| Data in this exercise |
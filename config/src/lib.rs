//! Configuration loading for Crewbook.
//!
//! Reads `~/.crewbook/config.toml`. Every section is optional:
//!
//! ```toml
//! [startup]
//! lookup_timeout_ms = 3000
//! fallback = "sign_in"
//!
//! [roster]
//! path = "${HOME}/crewbook/users.json"
//! ```

use std::path::{Path, PathBuf};
use std::time::Duration;
use std::{env, fs};

use serde::Deserialize;
use thiserror::Error;

use crewbook_core::StartupPolicy;
use crewbook_types::StartDestination;

/// Overrides `[startup] lookup_timeout_ms` when set to a valid integer.
pub const LOOKUP_TIMEOUT_ENV: &str = "CREWBOOK_LOOKUP_TIMEOUT_MS";

#[derive(Debug, Default, Deserialize)]
pub struct CrewbookConfig {
    pub startup: Option<StartupConfig>,
    pub roster: Option<RosterConfig>,
}

#[derive(Debug, Default, Deserialize)]
pub struct StartupConfig {
    /// How long the user-count lookup may run before the fallback is used.
    pub lookup_timeout_ms: Option<u64>,
    /// Destination used when the lookup fails or times out.
    pub fallback: Option<StartDestination>,
}

#[derive(Debug, Default, Deserialize)]
pub struct RosterConfig {
    /// JSON array of registered users. `${VAR}` references are expanded.
    pub path: Option<String>,
}

#[derive(Debug, Error)]
pub enum ConfigError {
    #[error("failed to read config at {}: {source}", .path.display())]
    Read {
        path: PathBuf,
        source: std::io::Error,
    },
    #[error("failed to parse config at {}: {source}", .path.display())]
    Parse {
        path: PathBuf,
        source: toml::de::Error,
    },
}

impl ConfigError {
    #[must_use]
    pub fn path(&self) -> &Path {
        match self {
            ConfigError::Read { path, .. } | ConfigError::Parse { path, .. } => path,
        }
    }
}

impl CrewbookConfig {
    /// Load the user config. `Ok(None)` when there is no home dir or no file.
    pub fn load() -> Result<Option<Self>, ConfigError> {
        let Some(path) = config_path() else {
            return Ok(None);
        };
        if !path.exists() {
            return Ok(None);
        }
        Self::load_from(&path).map(Some)
    }

    pub fn load_from(path: &Path) -> Result<Self, ConfigError> {
        let content = match fs::read_to_string(path) {
            Ok(content) => content,
            Err(err) => {
                tracing::warn!("Failed to read config at {:?}: {}", path, err);
                return Err(ConfigError::Read {
                    path: path.to_path_buf(),
                    source: err,
                });
            }
        };

        match toml::from_str(&content) {
            Ok(config) => Ok(config),
            Err(err) => {
                tracing::warn!("Failed to parse config at {:?}: {}", path, err);
                Err(ConfigError::Parse {
                    path: path.to_path_buf(),
                    source: err,
                })
            }
        }
    }

    #[must_use]
    pub fn path() -> Option<PathBuf> {
        config_path()
    }

    /// Startup policy from config, with the timeout env override applied.
    #[must_use]
    pub fn startup_policy(&self) -> StartupPolicy {
        self.startup_policy_with(|key| env::var(key).ok())
    }

    fn startup_policy_with(&self, lookup: impl Fn(&str) -> Option<String>) -> StartupPolicy {
        let defaults = StartupPolicy::default();
        let startup = self.startup.as_ref();

        let configured_ms = startup.and_then(|s| s.lookup_timeout_ms);
        let env_ms = lookup(LOOKUP_TIMEOUT_ENV).and_then(|raw| match raw.trim().parse::<u64>() {
            Ok(ms) => Some(ms),
            Err(_) => {
                tracing::warn!(value = %raw, "Ignoring invalid {LOOKUP_TIMEOUT_ENV}");
                None
            }
        });

        let lookup_timeout = env_ms
            .or(configured_ms)
            .map_or(defaults.lookup_timeout, Duration::from_millis);
        let fallback = startup
            .and_then(|s| s.fallback)
            .unwrap_or(defaults.fallback);

        StartupPolicy {
            lookup_timeout,
            fallback,
        }
    }

    /// Roster file location, if configured.
    #[must_use]
    pub fn roster_path(&self) -> Option<PathBuf> {
        self.roster_path_with(|key| env::var(key).ok())
    }

    fn roster_path_with(&self, lookup: impl Fn(&str) -> Option<String>) -> Option<PathBuf> {
        let raw = self.roster.as_ref()?.path.as_deref()?;
        let expanded = expand_vars(raw, lookup);
        if expanded.trim().is_empty() {
            return None;
        }
        Some(PathBuf::from(expanded))
    }
}

/// Replace `${VAR}` with the looked-up value; unknown variables become empty.
fn expand_vars(value: &str, lookup: impl Fn(&str) -> Option<String>) -> String {
    let mut out = String::with_capacity(value.len());
    let mut rest = value;

    while let Some(start) = rest.find("${") {
        let Some(end_rel) = rest[start + 2..].find('}') else {
            break;
        };
        out.push_str(&rest[..start]);
        let var = &rest[start + 2..start + 2 + end_rel];
        if !var.is_empty() {
            out.push_str(&lookup(var).unwrap_or_default());
        }
        rest = &rest[start + 2 + end_rel + 1..];
    }

    out.push_str(rest);
    out
}

fn config_path() -> Option<PathBuf> {
    dirs::home_dir().map(|home| home.join(".crewbook").join("config.toml"))
}

#[cfg(test)]
mod tests {
    use super::*;
    use std::io::Write;

    fn write_config(contents: &str) -> tempfile::NamedTempFile {
        let mut file = tempfile::NamedTempFile::new().unwrap();
        file.write_all(contents.as_bytes()).unwrap();
        file
    }

    fn no_env(_: &str) -> Option<String> {
        None
    }

    #[test]
    fn expand_vars_no_vars() {
        assert_eq!(expand_vars("hello world", no_env), "hello world");
    }

    #[test]
    fn expand_vars_replaces_known_and_blanks_unknown() {
        let lookup = |key: &str| (key == "ROOT").then(|| "/data".to_string());
        assert_eq!(
            expand_vars("${ROOT}/users.json", lookup),
            "/data/users.json"
        );
        assert_eq!(expand_vars("a${MISSING}b", lookup), "ab");
        assert_eq!(expand_vars("${ROOT}-${ROOT}", lookup), "/data-/data");
    }

    #[test]
    fn expand_vars_keeps_unterminated_reference() {
        assert_eq!(expand_vars("x${OPEN", no_env), "x${OPEN");
        assert_eq!(expand_vars("${}", no_env), "");
    }

    #[test]
    fn empty_file_gives_defaults() {
        let file = write_config("");
        let config = CrewbookConfig::load_from(file.path()).unwrap();
        assert!(config.startup.is_none());
        assert!(config.roster.is_none());

        let policy = config.startup_policy_with(no_env);
        assert_eq!(policy, StartupPolicy::default());
        assert_eq!(config.roster_path_with(no_env), None);
    }

    #[test]
    fn parses_startup_and_roster_sections() {
        let file = write_config(
            r#"
[startup]
lookup_timeout_ms = 1500
fallback = "register"

[roster]
path = "${CREW_HOME}/users.json"
"#,
        );
        let config = CrewbookConfig::load_from(file.path()).unwrap();
        let policy = config.startup_policy_with(no_env);
        assert_eq!(policy.lookup_timeout, Duration::from_millis(1500));
        assert_eq!(policy.fallback, StartDestination::Register);

        let lookup = |key: &str| (key == "CREW_HOME").then(|| "/srv/crew".to_string());
        assert_eq!(
            config.roster_path_with(lookup),
            Some(PathBuf::from("/srv/crew/users.json"))
        );
    }

    #[test]
    fn env_overrides_timeout() {
        let file = write_config("[startup]\nlookup_timeout_ms = 1500\n");
        let config = CrewbookConfig::load_from(file.path()).unwrap();

        let lookup = |key: &str| (key == LOOKUP_TIMEOUT_ENV).then(|| "250".to_string());
        let policy = config.startup_policy_with(lookup);
        assert_eq!(policy.lookup_timeout, Duration::from_millis(250));

        let lookup = |key: &str| (key == LOOKUP_TIMEOUT_ENV).then(|| "soon".to_string());
        let policy = config.startup_policy_with(lookup);
        assert_eq!(policy.lookup_timeout, Duration::from_millis(1500));
    }

    #[test]
    fn fallback_accepts_destination_aliases() {
        for (alias, expected) in [
            ("login", StartDestination::SignIn),
            ("signin", StartDestination::SignIn),
            ("signup", StartDestination::Register),
            ("sign_up", StartDestination::Register),
        ] {
            let file = write_config(&format!("[startup]\nfallback = \"{alias}\"\n"));
            let config = CrewbookConfig::load_from(file.path()).unwrap();
            assert_eq!(config.startup_policy_with(no_env).fallback, expected, "{alias}");
            assert_eq!(StartDestination::parse(alias), Some(expected));
        }
    }

    #[test]
    fn unknown_fallback_is_a_parse_error() {
        let file = write_config("[startup]\nfallback = \"dashboard\"\n");
        let err = CrewbookConfig::load_from(file.path()).unwrap_err();
        assert!(matches!(err, ConfigError::Parse { .. }));
        assert_eq!(err.path(), file.path());
    }

    #[test]
    fn missing_file_is_a_read_error() {
        let dir = tempfile::tempdir().unwrap();
        let path = dir.path().join("absent.toml");
        let err = CrewbookConfig::load_from(&path).unwrap_err();
        assert!(matches!(err, ConfigError::Read { .. }));
        assert!(err.to_string().contains("absent.toml"));
    }

    #[test]
    fn blank_roster_path_is_none() {
        let file = write_config("[roster]\npath = \"${UNSET}\"\n");
        let config = CrewbookConfig::load_from(file.path()).unwrap();
        assert_eq!(config.roster_path_with(no_env), None);
    }
}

| Description of the task |
In the data shown above, how many lines hold the string "return"? The answer is the number alone.

| Answer section |
4